Locate the word "true" in the material, then show every line that holds it.

#####

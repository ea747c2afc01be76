// Copyright 2025 the Bracken Authors
// SPDX-License-Identifier: Apache-2.0 OR MIT

//! A clickable button with a centered message.

use alloc::boxed::Box;
use alloc::string::String;
use bracken_backend::{Text, Translator, palette};
use bracken_position::Position;
use core::fmt;
use kurbo::Point;

use crate::input::{Key, MouseButton};
use crate::state::WidgetState;
use crate::widget::{RenderContext, Widget};

/// Localization key for button narration; takes the message as `%s`.
pub const NARRATION_KEY: &str = "bracken.narrator.button";

/// Action invoked when a button is pressed.
///
/// The action receives the button so it can update the message in place
/// (option buttons rewrite their value suffix on every toggle).
pub type ButtonAction = Box<dyn FnMut(&mut Button)>;

/// Default button height.
pub const DEFAULT_HEIGHT: f64 = 20.0;

/// A push button.
///
/// Activated by a primary click while hovered, or by Enter/Space while
/// focused. The message is styled [`Text`]: spans are drawn left to right
/// with their own colors, centered as a whole.
pub struct Button {
    state: WidgetState,
    message: Text,
    action: ButtonAction,
}

impl Button {
    /// Creates a button of the given width and the default height.
    #[must_use]
    pub fn new(
        position: Position,
        width: f64,
        message: impl Into<Text>,
        action: impl FnMut(&mut Self) + 'static,
    ) -> Self {
        Self {
            state: WidgetState::new(position, width, DEFAULT_HEIGHT),
            message: message.into(),
            action: Box::new(action),
        }
    }

    /// The button's message.
    #[must_use]
    pub fn message(&self) -> &Text {
        &self.message
    }

    /// Replaces the message in place.
    ///
    /// The button's bounds do not change, so sibling widgets never need
    /// re-layout when a message updates.
    pub fn set_message(&mut self, message: impl Into<Text>) {
        self.message = message.into();
    }

    /// Fires the button's action.
    pub fn press(&mut self) {
        // Detach the action so it can borrow the button mutably.
        let mut action = core::mem::replace(&mut self.action, Box::new(|_| {}));
        action(self);
        self.action = action;
    }
}

impl fmt::Debug for Button {
    fn fmt(&self, f: &mut fmt::Formatter<'_>) -> fmt::Result {
        f.debug_struct("Button")
            .field("state", &self.state)
            .field("message", &self.message)
            .finish_non_exhaustive()
    }
}

impl Widget for Button {
    fn state(&self) -> &WidgetState {
        &self.state
    }

    fn state_mut(&mut self) -> &mut WidgetState {
        &mut self.state
    }

    fn render_widget(&mut self, ctx: &mut RenderContext<'_>, _mouse: Point, _delta: f64) {
        let highlighted = self.state.is_hovered() || self.state.is_focused();
        let background = if highlighted {
            palette::BUTTON_HIGHLIGHTED
        } else {
            palette::BUTTON
        };
        ctx.surface.fill_rect(self.state.bounds(), background);

        let total_width = self.message.width(ctx.text);
        let mut x = self.state.x() + (self.state.width() - total_width) / 2.0;
        let y = self.state.y() + (self.state.height() - ctx.text.line_height()) / 2.0;
        for span in self.message.spans() {
            let color = span.color.unwrap_or(palette::WHITE);
            ctx.surface
                .draw_text(&span.content, Point::new(x, y), color, true);
            x += ctx.text.line_width(&span.content);
        }
    }

    fn on_mouse_click(&mut self, _pos: Point, button: MouseButton) -> bool {
        if button.is_primary() && self.state.is_hovered() {
            self.press();
            return true;
        }
        false
    }

    fn on_key_press(&mut self, key: Key) -> bool {
        if key.is_activation() && self.state.is_focused() {
            self.press();
            return true;
        }
        false
    }

    fn narration_message(&self, i18n: &dyn Translator) -> Option<String> {
        let plain = self.message.to_plain();
        (!plain.is_empty()).then(|| i18n.translate_with(NARRATION_KEY, &[&plain]))
    }
}
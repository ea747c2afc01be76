// Copyright 2025 the Bracken Authors
// SPDX-License-Identifier: Apache-2.0 OR MIT

//! A horizontal separator with an optional centered title.

use alloc::string::String;
use bracken_backend::{Text, Translator, palette};
use bracken_position::Position;
use kurbo::{Point, Rect};

use crate::state::WidgetState;
use crate::widget::{RenderContext, Widget};

/// Localization key for separator narration; takes the title as `%s`.
pub const NARRATION_KEY: &str = "bracken.narrator.separator";

/// Fixed separator height.
const HEIGHT: f64 = 9.0;

/// A separator line, optionally interrupted by a centered title.
///
/// Separators are decoration: they never consume input. They accept
/// navigation focus only when they carry a tooltip, so keyboard users can
/// reach the tooltip.
#[derive(Debug)]
pub struct Separator {
    state: WidgetState,
    title: Option<Text>,
}

impl Separator {
    /// Creates a separator of the given width.
    #[must_use]
    pub fn new(position: Position, width: f64, title: Option<Text>) -> Self {
        Self {
            state: WidgetState::new(position, width, HEIGHT),
            title,
        }
    }

    /// The separator's title, if any.
    #[must_use]
    pub fn title(&self) -> Option<&Text> {
        self.title.as_ref()
    }

    /// Sets or clears the title.
    pub fn set_title(&mut self, title: Option<Text>) {
        self.title = title;
    }
}

impl Widget for Separator {
    fn state(&self) -> &WidgetState {
        &self.state
    }

    fn state_mut(&mut self) -> &mut WidgetState {
        &mut self.state
    }

    fn render_widget(&mut self, ctx: &mut RenderContext<'_>, _mouse: Point, _delta: f64) {
        let x = self.state.x();
        let y = self.state.y();
        let width = self.state.width();

        match &self.title {
            Some(title) if !title.is_empty() => {
                let plain = title.to_plain();
                let title_width = ctx.text.line_width(&plain);
                let title_x = x + (width / 2.0 - title_width / 2.0);
                if width > title_width {
                    // Line segments on both sides of the title, with a gap.
                    ctx.surface.fill_rect(
                        Rect::new(x, y + 4.0, title_x - 5.0, y + 6.0),
                        palette::TEXT,
                    );
                    ctx.surface.fill_rect(
                        Rect::new(title_x + title_width + 5.0, y + 4.0, x + width, y + 6.0),
                        palette::TEXT,
                    );
                }
                ctx.surface
                    .draw_text(&plain, Point::new(title_x, y), palette::WHITE, true);
            }
            _ => {
                ctx.surface
                    .fill_rect(Rect::new(x, y + 4.0, x + width, y + 6.0), palette::TEXT);
            }
        }
    }

    fn requires_cursor(&self) -> bool {
        self.state.tooltip().is_some()
    }

    fn narration_message(&self, i18n: &dyn Translator) -> Option<String> {
        let title = self.title.as_ref().map(Text::to_plain)?;
        (!title.is_empty()).then(|| i18n.translate_with(NARRATION_KEY, &[&title]))
    }
}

#####

* [EXERCISE RESULT]:
                .draw_text(&span.content, Point::new(x, y), color, true);
            return true;
            return true;
                    .draw_text(&plain, Point::new(title_x, y), palette::WHITE, true);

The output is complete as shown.